◆ **Exercise brief**
Filter these records by the string "Option", copying each line that holds it.

◆ **Exercise materials**
Start of Block
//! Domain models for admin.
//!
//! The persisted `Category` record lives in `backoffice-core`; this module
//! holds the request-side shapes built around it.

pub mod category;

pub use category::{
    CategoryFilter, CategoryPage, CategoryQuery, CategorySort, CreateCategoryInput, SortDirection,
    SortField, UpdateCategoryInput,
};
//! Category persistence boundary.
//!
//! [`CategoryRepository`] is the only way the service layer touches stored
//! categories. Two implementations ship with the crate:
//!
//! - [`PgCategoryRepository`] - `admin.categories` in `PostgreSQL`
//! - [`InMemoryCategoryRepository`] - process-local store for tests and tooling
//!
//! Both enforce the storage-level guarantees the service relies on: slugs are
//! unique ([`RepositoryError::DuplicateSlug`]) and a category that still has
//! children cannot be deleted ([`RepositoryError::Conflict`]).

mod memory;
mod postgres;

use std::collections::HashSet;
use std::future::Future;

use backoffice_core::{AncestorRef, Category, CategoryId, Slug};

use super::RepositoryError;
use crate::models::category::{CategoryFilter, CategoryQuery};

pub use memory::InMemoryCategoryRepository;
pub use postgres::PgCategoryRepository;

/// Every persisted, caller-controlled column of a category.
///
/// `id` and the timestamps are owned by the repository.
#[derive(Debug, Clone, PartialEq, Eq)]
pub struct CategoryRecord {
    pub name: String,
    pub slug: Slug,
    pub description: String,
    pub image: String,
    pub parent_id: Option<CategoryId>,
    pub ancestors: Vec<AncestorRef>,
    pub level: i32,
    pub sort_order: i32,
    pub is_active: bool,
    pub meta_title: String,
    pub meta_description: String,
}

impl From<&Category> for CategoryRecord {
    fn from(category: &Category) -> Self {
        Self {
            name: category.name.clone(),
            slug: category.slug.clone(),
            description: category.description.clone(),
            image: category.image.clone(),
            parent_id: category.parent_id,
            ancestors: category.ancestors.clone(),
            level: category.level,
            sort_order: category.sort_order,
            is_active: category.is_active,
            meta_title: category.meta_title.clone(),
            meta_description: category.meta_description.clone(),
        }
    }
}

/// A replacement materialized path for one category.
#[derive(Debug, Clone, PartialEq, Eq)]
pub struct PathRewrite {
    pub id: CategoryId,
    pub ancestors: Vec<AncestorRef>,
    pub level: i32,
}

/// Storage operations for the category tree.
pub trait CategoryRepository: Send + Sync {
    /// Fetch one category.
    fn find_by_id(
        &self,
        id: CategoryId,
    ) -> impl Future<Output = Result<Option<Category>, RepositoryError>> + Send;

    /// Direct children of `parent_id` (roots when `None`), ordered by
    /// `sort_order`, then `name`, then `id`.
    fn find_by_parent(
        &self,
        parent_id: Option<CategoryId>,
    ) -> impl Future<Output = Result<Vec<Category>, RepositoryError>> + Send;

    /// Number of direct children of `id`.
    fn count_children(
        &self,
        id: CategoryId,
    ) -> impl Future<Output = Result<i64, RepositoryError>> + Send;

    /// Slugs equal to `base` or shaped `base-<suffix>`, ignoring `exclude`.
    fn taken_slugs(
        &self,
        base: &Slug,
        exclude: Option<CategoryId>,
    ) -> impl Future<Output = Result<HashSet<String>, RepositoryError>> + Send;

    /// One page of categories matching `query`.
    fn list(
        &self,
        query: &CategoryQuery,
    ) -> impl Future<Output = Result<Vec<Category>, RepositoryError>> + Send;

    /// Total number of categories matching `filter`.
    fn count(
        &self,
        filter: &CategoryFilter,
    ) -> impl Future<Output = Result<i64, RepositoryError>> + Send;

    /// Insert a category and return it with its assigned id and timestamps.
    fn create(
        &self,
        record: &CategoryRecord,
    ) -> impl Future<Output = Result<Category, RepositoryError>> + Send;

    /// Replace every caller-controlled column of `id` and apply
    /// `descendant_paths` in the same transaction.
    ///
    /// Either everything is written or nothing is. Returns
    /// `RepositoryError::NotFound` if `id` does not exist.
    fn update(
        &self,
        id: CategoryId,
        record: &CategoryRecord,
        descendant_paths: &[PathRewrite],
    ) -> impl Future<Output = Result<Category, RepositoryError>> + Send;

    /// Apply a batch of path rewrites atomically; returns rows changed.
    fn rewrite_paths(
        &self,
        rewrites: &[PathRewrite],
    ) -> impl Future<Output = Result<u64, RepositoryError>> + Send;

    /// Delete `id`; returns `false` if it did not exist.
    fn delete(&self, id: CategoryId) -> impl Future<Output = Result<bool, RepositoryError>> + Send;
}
End of Block
◆ **Response area**
    pub parent_id: Option<CategoryId>,
    ) -> impl Future<Output = Result<Option<Category>, RepositoryError>> + Send;
        parent_id: Option<CategoryId>,
        exclude: Option<CategoryId>,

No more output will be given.